▶ _Problem details_: Return every line in the entries below where the word "over" shows up.

_ _ _ _ _ _ _

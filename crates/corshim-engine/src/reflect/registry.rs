//! In-memory host type registry
//!
//! A [`HostIntrospection`] implementation for embedding hosts that describe
//! their types up front, and for tests. The root type is registered on
//! construction together with the synthetic fields the host injects there.

use corshim_sdk::{
    HostIntrospection, HostMember, HostMemberKind, HostModifiers, HostTypeId, ShimError,
    ShimResult,
};
use rustc_hash::FxHashMap;

use crate::defaults::{CONSTRUCTOR_NAME, ROOT_SYNTHETIC_FIELDS, ROOT_TYPE_NAME};

/// Runtime metadata of one host type
#[derive(Debug, Clone)]
pub struct HostType {
    /// Type handle
    pub id: HostTypeId,
    /// Type name
    pub name: String,
    /// Single parent; `None` only for the root type
    pub parent: Option<HostTypeId>,
    members: Vec<HostMember>,
}

impl HostType {
    fn new(id: HostTypeId, name: String, parent: Option<HostTypeId>) -> Self {
        Self {
            id,
            name,
            parent,
            members: Vec::new(),
        }
    }

    /// Declared members of `kind`, in declaration order
    pub fn members(&self, kind: HostMemberKind) -> impl Iterator<Item = &HostMember> + '_ {
        self.members.iter().filter(move |m| m.kind == kind)
    }
}

/// Type registry for an embedding host
#[derive(Debug)]
pub struct TypeRegistry {
    /// Types indexed by handle
    types: Vec<HostType>,
    /// Type name to handle mapping
    name_to_id: FxHashMap<String, HostTypeId>,
}

impl TypeRegistry {
    /// Create a registry holding only the root type
    pub fn new() -> Self {
        let mut registry = Self {
            types: Vec::new(),
            name_to_id: FxHashMap::default(),
        };
        let root = registry.insert(ROOT_TYPE_NAME.to_string(), None);
        registry.populate_root(root);
        registry
    }

    fn populate_root(&mut self, root: HostTypeId) {
        let public = HostModifiers::PUBLIC;
        let native = HostModifiers::NATIVE;
        let declared = [
            (CONSTRUCTOR_NAME, HostMemberKind::Constructor, public),
            ("equals", HostMemberKind::Method, public),
            ("hashCode", HostMemberKind::Method, public | native),
            ("toString", HostMemberKind::Method, public),
            ("getClass", HostMemberKind::Method, public | HostModifiers::FINAL | native),
            ("clone", HostMemberKind::Method, HostModifiers::PROTECTED | native),
            ("finalize", HostMemberKind::Method, HostModifiers::PROTECTED),
        ];
        let synthetic = HostModifiers::PRIVATE | HostModifiers::TRANSIENT | HostModifiers::SYNTHETIC;
        let fields = ROOT_SYNTHETIC_FIELDS
            .iter()
            .map(|&name| (name, HostMemberKind::Field, synthetic));

        let ty = &mut self.types[root.as_usize()];
        for (name, kind, modifiers) in declared.into_iter().chain(fields) {
            ty.members.push(HostMember::new(name, kind, root, modifiers));
        }
    }

    fn insert(&mut self, name: String, parent: Option<HostTypeId>) -> HostTypeId {
        let id = HostTypeId(self.types.len());
        self.name_to_id.insert(name.clone(), id);
        self.types.push(HostType::new(id, name, parent));
        id
    }

    /// Register a type deriving from `base`, or from the root when `None`
    pub fn define_type(
        &mut self,
        name: impl Into<String>,
        base: Option<HostTypeId>,
    ) -> ShimResult<HostTypeId> {
        let name = name.into();
        if self.name_to_id.contains_key(&name) {
            return Err(ShimError::Argument(format!("type {} already defined", name)));
        }
        let parent = base.unwrap_or_else(|| self.root());
        if self.get_type(parent).is_none() {
            return Err(ShimError::Argument(format!("unknown base type {}", parent)));
        }
        Ok(self.insert(name, Some(parent)))
    }

    /// Declare a member on `ty`
    pub fn add_member(
        &mut self,
        ty: HostTypeId,
        name: impl Into<String>,
        kind: HostMemberKind,
        modifiers: HostModifiers,
    ) -> ShimResult<&mut Self> {
        let host_type = self
            .types
            .get_mut(ty.as_usize())
            .ok_or_else(|| ShimError::Argument(format!("unknown type {}", ty)))?;
        host_type
            .members
            .push(HostMember::new(name, kind, ty, modifiers));
        Ok(self)
    }

    /// Declare a constructor on `ty`
    pub fn add_constructor(
        &mut self,
        ty: HostTypeId,
        modifiers: HostModifiers,
    ) -> ShimResult<&mut Self> {
        self.add_member(ty, CONSTRUCTOR_NAME, HostMemberKind::Constructor, modifiers)
    }

    /// Declare a method on `ty`
    pub fn add_method(
        &mut self,
        ty: HostTypeId,
        name: impl Into<String>,
        modifiers: HostModifiers,
    ) -> ShimResult<&mut Self> {
        self.add_member(ty, name, HostMemberKind::Method, modifiers)
    }

    /// Declare a field on `ty`
    pub fn add_field(
        &mut self,
        ty: HostTypeId,
        name: impl Into<String>,
        modifiers: HostModifiers,
    ) -> ShimResult<&mut Self> {
        self.add_member(ty, name, HostMemberKind::Field, modifiers)
    }

    /// The root type handle
    pub fn root(&self) -> HostTypeId {
        HostTypeId(0)
    }

    /// Get type by handle
    pub fn get_type(&self, id: HostTypeId) -> Option<&HostType> {
        self.types.get(id.as_usize())
    }

    /// Get type by name
    pub fn get_type_by_name(&self, name: &str) -> Option<&HostType> {
        self.name_to_id
            .get(name)
            .and_then(|id| self.get_type(*id))
    }

    /// Next handle `define_type` will hand out
    pub fn next_type_id(&self) -> HostTypeId {
        HostTypeId(self.types.len())
    }

    /// Chain from `ty` up to and including the root
    pub fn hierarchy(&self, ty: HostTypeId) -> Vec<HostTypeId> {
        let mut chain = Vec::new();
        let mut current = self.get_type(ty);
        while let Some(host_type) = current {
            chain.push(host_type.id);
            current = host_type.parent.and_then(|p| self.get_type(p));
        }
        chain
    }

    /// Iterate over all types
    pub fn iter(&self) -> impl Iterator<Item = &HostType> {
        self.types.iter()
    }
}

impl Default for TypeRegistry {
    fn default() -> Self {
        Self::new()
    }
}

impl HostIntrospection for TypeRegistry {
    fn declared_members(&self, ty: HostTypeId, kind: HostMemberKind) -> Vec<HostMember> {
        self.get_type(ty)
            .map(|t| t.members(kind).cloned().collect())
            .unwrap_or_default()
    }

    fn base_type(&self, ty: HostTypeId) -> Option<HostTypeId> {
        self.get_type(ty).and_then(|t| t.parent)
    }

    fn root_type(&self) -> HostTypeId {
        self.root()
    }
}
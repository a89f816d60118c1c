//! Type codes of the origin type system

use std::fmt;

/// Origin type code, numbered as the origin numbers them
#[derive(Debug, Clone, Copy, PartialEq, Eq, Hash)]
#[repr(u8)]
pub enum TypeCode {
    /// Null reference
    Empty = 0,
    /// General reference type
    Object = 1,
    /// Database null
    DBNull = 2,
    /// Boolean
    Boolean = 3,
    /// UTF-16 code unit
    Char = 4,
    /// Signed 8-bit integer
    SByte = 5,
    /// Unsigned 8-bit integer
    Byte = 6,
    /// Signed 16-bit integer
    Int16 = 7,
    /// Unsigned 16-bit integer
    UInt16 = 8,
    /// Signed 32-bit integer
    Int32 = 9,
    /// Unsigned 32-bit integer
    UInt32 = 10,
    /// Signed 64-bit integer
    Int64 = 11,
    /// Unsigned 64-bit integer
    UInt64 = 12,
    /// 32-bit IEEE float
    Single = 13,
    /// 64-bit IEEE float
    Double = 14,
    /// 128-bit decimal
    Decimal = 15,
    /// Date and time
    DateTime = 16,
    /// String
    String = 18,
}

impl TypeCode {
    /// Origin type name
    pub fn name(self) -> &'static str {
        match self {
            TypeCode::Empty => "Empty",
            TypeCode::Object => "Object",
            TypeCode::DBNull => "DBNull",
            TypeCode::Boolean => "Boolean",
            TypeCode::Char => "Char",
            TypeCode::SByte => "SByte",
            TypeCode::Byte => "Byte",
            TypeCode::Int16 => "Int16",
            TypeCode::UInt16 => "UInt16",
            TypeCode::Int32 => "Int32",
            TypeCode::UInt32 => "UInt32",
            TypeCode::Int64 => "Int64",
            TypeCode::UInt64 => "UInt64",
            TypeCode::Single => "Single",
            TypeCode::Double => "Double",
            TypeCode::Decimal => "Decimal",
            TypeCode::DateTime => "DateTime",
            TypeCode::String => "String",
        }
    }
}

impl fmt::Display for TypeCode {
    fn fmt(&self, f: &mut fmt::Formatter<'_>) -> fmt::Result {
        f.write_str(self.name())
    }
}
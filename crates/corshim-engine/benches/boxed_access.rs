use criterion::{black_box, criterion_group, criterion_main, BenchmarkId, Criterion};
use corshim_engine::{BindingFlags, BoxedValue, HostArray, MemberTypes, TypeRegistry};
use corshim_sdk::HostModifiers;

fn bench_get_set(c: &mut Criterion) {
    let mut group = c.benchmark_group("get_set");

    let inline = BoxedValue::new(0i32);
    group.bench_function("inline", |b| {
        b.iter(|| {
            inline.set(black_box(7));
            inline.get()
        });
    });

    let array = HostArray::from_slice(&[0i32; 64]);
    let view = BoxedValue::in_array(&array, 31).unwrap();
    group.bench_function("array_view", |b| {
        b.iter(|| {
            view.set(black_box(7));
            view.get()
        });
    });

    group.finish();
}

fn bench_volatile(c: &mut Criterion) {
    let mut group = c.benchmark_group("volatile");

    let single = BoxedValue::new(0.0f32);
    group.bench_function("single", |b| {
        b.iter(|| {
            single.volatile_set(black_box(1.5)).unwrap();
            single.volatile_get().unwrap()
        });
    });

    let array = HostArray::from_slice(&[0u64; 16]);
    let view = BoxedValue::in_array(&array, 9).unwrap();
    group.bench_function("array_view_u64", |b| {
        b.iter(|| {
            view.volatile_set(black_box(u64::MAX)).unwrap();
            view.volatile_get().unwrap()
        });
    });

    group.finish();
}

fn bench_hash_and_text(c: &mut Criterion) {
    let double = BoxedValue::new(std::f64::consts::PI);
    c.bench_function("hash_double", |b| b.iter(|| black_box(&double).hash_code()));
    c.bench_function("display_double", |b| b.iter(|| black_box(&double).to_string()));
}

fn bench_enumeration(c: &mut Criterion) {
    let mut group = c.benchmark_group("enumerate_fields");

    for depth in [1usize, 4, 16] {
        let mut registry = TypeRegistry::new();
        let mut ty = registry.root();
        for level in 0..depth {
            ty = registry.define_type(format!("Level{}", level), Some(ty)).unwrap();
            registry
                .add_field(ty, format!("f{}", level), HostModifiers::PUBLIC)
                .unwrap()
                .add_field(ty, format!("S{}", level), HostModifiers::PUBLIC | HostModifiers::STATIC)
                .unwrap();
        }

        group.bench_with_input(BenchmarkId::new("depth", depth), &ty, |b, &leaf| {
            b.iter(|| {
                corshim_engine::collect_members(
                    &registry,
                    BindingFlags::PUBLIC | BindingFlags::STATIC,
                    black_box(leaf),
                    MemberTypes::FIELD,
                )
                .unwrap()
            });
        });
    }

    group.finish();
}

criterion_group!(
    benches,
    bench_get_set,
    bench_volatile,
    bench_hash_and_text,
    bench_enumeration
);
criterion_main!(benches);
//! Member enumeration engine
//!
//! Translates a [`BindingFlags`] query into a walk over the host's per-type
//! member lists. The host reports one declaring type at a time with a merged
//! modifier field, so the query is compiled once into a (mask, value) pair
//! over [`HostModifiers`] and applied to every member on the way up the
//! hierarchy.
//!
//! Only the host `STATIC` bit takes part in the filter. Visibility is not
//! masked: any non-empty visibility axis yields members of every visibility.

use std::ops::ControlFlow;

use corshim_sdk::{
    HostIntrospection, HostMember, HostMemberKind, HostModifiers, HostTypeId, ShimError,
    ShimResult,
};
use serde::{Deserialize, Serialize};
use tracing::{debug, trace};

use super::binding::{BindingFlags, MemberTypes};
use crate::defaults::DEFAULT_HIDE_ROOT_FIELDS;

/// Tunables of the enumeration walk
#[derive(Debug, Clone, Copy, PartialEq, Eq, Serialize, Deserialize)]
#[serde(default)]
pub struct EnumerationOptions {
    /// Stop field walks before the host root type
    pub hide_root_fields: bool,
}

impl Default for EnumerationOptions {
    fn default() -> Self {
        Self {
            hide_root_fields: DEFAULT_HIDE_ROOT_FIELDS,
        }
    }
}

/// A query compiled against host modifiers
#[derive(Debug, Clone, Copy, PartialEq, Eq)]
pub struct MemberQuery {
    /// Host modifier bits that take part in the match
    pub mask: HostModifiers,
    /// Required value of the masked bits
    pub value: HostModifiers,
    /// Stop after the starting type
    pub declared_only: bool,
}

impl MemberQuery {
    /// Compile `flags`; `Ok(None)` means the query can match nothing
    ///
    /// An empty visibility or instance/static axis short-circuits before the
    /// remaining bits are validated.
    pub fn compile(flags: BindingFlags) -> ShimResult<Option<Self>> {
        if !flags.intersects(BindingFlags::VISIBILITY) || !flags.intersects(BindingFlags::LIFETIME)
        {
            return Ok(None);
        }

        let (mask, value) = match (
            flags.contains(BindingFlags::INSTANCE),
            flags.contains(BindingFlags::STATIC),
        ) {
            (true, false) => (HostModifiers::STATIC, HostModifiers::empty()),
            (false, true) => (HostModifiers::STATIC, HostModifiers::STATIC),
            _ => (HostModifiers::empty(), HostModifiers::empty()),
        };

        let residual = flags.difference(BindingFlags::ENUMERATION);
        if !residual.is_empty() {
            return Err(ShimError::PlatformNotSupported(format!(
                "bad binding flags {:#x}",
                residual.bits()
            )));
        }

        Ok(Some(Self {
            mask,
            value,
            declared_only: flags.contains(BindingFlags::DECLARED_ONLY),
        }))
    }

    /// Whether a member with `modifiers` passes the filter
    pub fn matches(&self, modifiers: HostModifiers) -> bool {
        modifiers.intersection(self.mask) == self.value
    }
}

/// Host member kind enumerated for `member_type`
fn member_kind(member_type: MemberTypes) -> ShimResult<HostMemberKind> {
    if member_type == MemberTypes::CONSTRUCTOR {
        Ok(HostMemberKind::Constructor)
    } else if member_type == MemberTypes::METHOD {
        Ok(HostMemberKind::Method)
    } else if member_type == MemberTypes::FIELD {
        Ok(HostMemberKind::Field)
    } else {
        Err(ShimError::Argument(format!(
            "member type {:#x} cannot be enumerated",
            member_type.bits()
        )))
    }
}

/// Enumeration engine bound to a host
#[derive(Debug, Clone)]
pub struct MemberEnumerator<H> {
    host: H,
    options: EnumerationOptions,
}

impl<H: HostIntrospection> MemberEnumerator<H> {
    /// Engine with default options
    pub fn new(host: H) -> Self {
        Self::with_options(host, EnumerationOptions::default())
    }

    /// Engine with explicit options
    pub fn with_options(host: H, options: EnumerationOptions) -> Self {
        Self { host, options }
    }

    /// Active options
    pub fn options(&self) -> &EnumerationOptions {
        &self.options
    }

    /// Underlying host
    pub fn host(&self) -> &H {
        &self.host
    }

    /// Offer every matching member to `visitor`, most derived type first
    ///
    /// A `Break` from the visitor ends the walk; nothing further is fetched
    /// from the host.
    pub fn enumerate<F>(
        &self,
        flags: BindingFlags,
        initial_type: HostTypeId,
        member_type: MemberTypes,
        mut visitor: F,
    ) -> ShimResult<()>
    where
        F: FnMut(&HostMember) -> ControlFlow<()>,
    {
        let Some(query) = MemberQuery::compile(flags)? else {
            debug!(flags = flags.bits(), "binding flags match nothing");
            return Ok(());
        };
        let kind = member_kind(member_type).inspect_err(|_| {
            debug!(member_type = member_type.bits(), "unsupported member type");
        })?;

        let hide_root = kind == HostMemberKind::Field && self.options.hide_root_fields;
        let root = self.host.root_type();
        let mut current = Some(initial_type);

        while let Some(ty) = current {
            if hide_root && ty == root {
                trace!(%ty, "stopping field walk at root type");
                break;
            }
            trace!(%ty, ?kind, "walking declared members");

            for member in self.host.declared_members(ty, kind) {
                if !query.matches(member.modifiers) {
                    continue;
                }
                if visitor(&member).is_break() {
                    debug!(%ty, member = %member.name, "visitor stopped enumeration");
                    return Ok(());
                }
            }

            if query.declared_only {
                break;
            }
            current = self.host.base_type(ty);
        }
        Ok(())
    }

    /// All matching members, in walk order
    pub fn collect(
        &self,
        flags: BindingFlags,
        initial_type: HostTypeId,
        member_type: MemberTypes,
    ) -> ShimResult<Vec<HostMember>> {
        let mut members = Vec::new();
        self.enumerate(flags, initial_type, member_type, |member| {
            members.push(member.clone());
            ControlFlow::Continue(())
        })?;
        Ok(members)
    }

    /// First matching member named `name`
    pub fn find_first(
        &self,
        flags: BindingFlags,
        initial_type: HostTypeId,
        member_type: MemberTypes,
        name: &str,
    ) -> ShimResult<Option<HostMember>> {
        let mut found = None;
        self.enumerate(flags, initial_type, member_type, |member| {
            if member.name == name {
                found = Some(member.clone());
                ControlFlow::Break(())
            } else {
                ControlFlow::Continue(())
            }
        })?;
        Ok(found)
    }
}

/// Enumerate members of `initial_type` and its bases with default options
pub fn enumerate_members<H, F>(
    host: &H,
    flags: BindingFlags,
    initial_type: HostTypeId,
    member_type: MemberTypes,
    visitor: F,
) -> ShimResult<()>
where
    H: HostIntrospection + ?Sized,
    F: FnMut(&HostMember) -> ControlFlow<()>,
{
    MemberEnumerator::new(host).enumerate(flags, initial_type, member_type, visitor)
}

/// Collect members of `initial_type` and its bases with default options
pub fn collect_members<H>(
    host: &H,
    flags: BindingFlags,
    initial_type: HostTypeId,
    member_type: MemberTypes,
) -> ShimResult<Vec<HostMember>>
where
    H: HostIntrospection + ?Sized,
{
    MemberEnumerator::new(host).collect(flags, initial_type, member_type)
}

/// First member named `name` with default options
pub fn find_first<H>(
    host: &H,
    flags: BindingFlags,
    initial_type: HostTypeId,
    member_type: MemberTypes,
    name: &str,
) -> ShimResult<Option<HostMember>>
where
    H: HostIntrospection + ?Sized,
{
    MemberEnumerator::new(host).find_first(flags, initial_type, member_type, name)
}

_ _ _ _ _ _ _

▶ _Expected output_:
    /// Iterate over all types
//! Translates a [`BindingFlags`] query into a walk over the host's per-type
//! over [`HostModifiers`] and applied to every member on the way up the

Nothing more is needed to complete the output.